Chanteur guinéen et excellent joueur de kora, Mory Kanté appartient à la même génération de musiciens africains qu’étaient Manu Dibango et Tony Allen. Sa renommée internationale arrivera avec la chanson Yéké Yéké en 1987.


UNE ENFANCE CONDUITE DANS LA TRADITION DES GRIOTS

Mory Kanté est né le 29 mars 1950 à Albadaria, en Guinée française (qui faisait alors partie de l'Afrique occidentale française). Grandissant entre un père guinéen et une mère malienne pour qui l’amour du chant était crucial, ses parents font partie des familles de musiciens griots parmi les plus connues du pays.

Cette culture transmise oralement depuis des générations constitue une dynastie d’artistes, de poètes et conteurs, et c’est en suivant les préceptes de cette tradition séculaire que le jeune Mory va grandir et découvrir toute la portée de la communication orale.

À sept ans, il rejoint Bamako (Mali) pour suivre un enseignement dans une école française. Jusqu’à ses quinze ans, il apprend notamment à jouer du balafon, tout en suivant les rites et les importantes traditions vocales nécessaires pour devenir un vrai griot. En tant que musulman, il intègrera aussi certains aspects de la musique islamique dans son travail.

Pochette de l'album Touma (1990)


LA CARRIÈRE DE MORY KANTÉ

Grâce à ses succès internationaux, Mory Kanté va contribuer à populariser la musique africaine et guinéenne à travers la planète. Repéré dès 1971 par le saxophoniste Tidani Koné du 'Rail Band' de Bamako ; un orchestre conduit par le chanteur Salif Keïta et auquel il succèdera quand celui-ci partira pour vivre d’autres aventures, Mory Kanté commence à composer et à pratiquer la kora dont il deviendra un éminent spécialiste.
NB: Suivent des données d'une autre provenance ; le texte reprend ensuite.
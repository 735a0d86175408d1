//! Request-side models shared by the proxy routes and the CLI.
//!
//! Workflows and executions themselves stay opaque JSON; only the few
//! parameters this system reads are typed.

use serde::{Deserialize, Serialize};

/// Query parameters accepted by `GET /executions`.
///
/// Unset fields are left out of the upstream query string entirely.
#[derive(Debug, Clone, Default, PartialEq, Serialize, Deserialize)]
#[serde(rename_all = "camelCase")]
pub struct ExecutionFilter {
    #[serde(default, skip_serializing_if = "Option::is_none")]
    pub workflow_id: Option<String>,
    #[serde(default, skip_serializing_if = "Option::is_none")]
    pub status: Option<String>,
    #[serde(default, skip_serializing_if = "Option::is_none")]
    pub limit: Option<u32>,
}

impl ExecutionFilter {
    pub fn for_workflow(workflow_id: impl Into<String>) -> Self {
        Self {
            workflow_id: Some(workflow_id.into()),
            ..Self::default()
        }
    }

    pub fn is_empty(&self) -> bool {
        self.workflow_id.is_none() && self.status.is_none() && self.limit.is_none()
    }
}

/// Body of the toggle call: `{ "active": true | false }`.
#[derive(Debug, Clone, Copy, PartialEq, Eq, Serialize, Deserialize)]
pub struct ToggleRequest {
    pub active: bool,
}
À partir de 1978, il déménage à Abidjan (Côte d'Ivoire) et prend quelques distances avec l’orchestre de Tidani Koné, pour finalement rejoindre un groupe dont le chanteur n’est autre que son demi-frère, le chanteur Djeli Moussa Diawara. Comme Manu Dibango quelques années plus tôt, Mory Kanté prend conscience de la portée fusionnelle des musiques traditionnelles alliées à des sonorités électriques venues d'Occident. Même si cette vision d’un monde musical moderne basé sur le mélange des genres ne fait pas l’unanimité, ce sera pour Mory Kanté l’assurance d’ouvrir peut-être sa carrière à l’international.

Celui que l’on ne nomme pas encore "le griot électrique" enregistre en 1981 Courougnègné, un premier album édité sur le label américain de musiques noires Ebony ; un album dans lequel on sent déjà cette idée du rapprochement entre des sonorités traditionnelles et d'autres nettement plus électriques.


MORY KANTÉ : COUROUGNÈGNÉ (1981)

Premier album, premier succès aussi. Désormais, le continent africain découvre le potentiel d’un artiste tourné vers l’avenir, et c’est dans l'espoir de conquérir à son tour le continent Européen, que Mory Kanté arrive en France trois ans plus tard, comme un clandestin, sans autorisation officielle.

Le début des années 80 coïncident avec la montée en force de la ‘World Music’. C’est pour Mory Kanté un signe du destin auquel il ne peut se soustraire. La musique africaine est en pleine mutation et le métissage sonore fait danser des heures durant dans les discothèques. Mory Kanté est appelé à pratiquer ce mélange dont il rêvait avec sa kora, parfois seul, parfois en étant invité par quelques personnalités du monde musical pour des séances d’enregistrement.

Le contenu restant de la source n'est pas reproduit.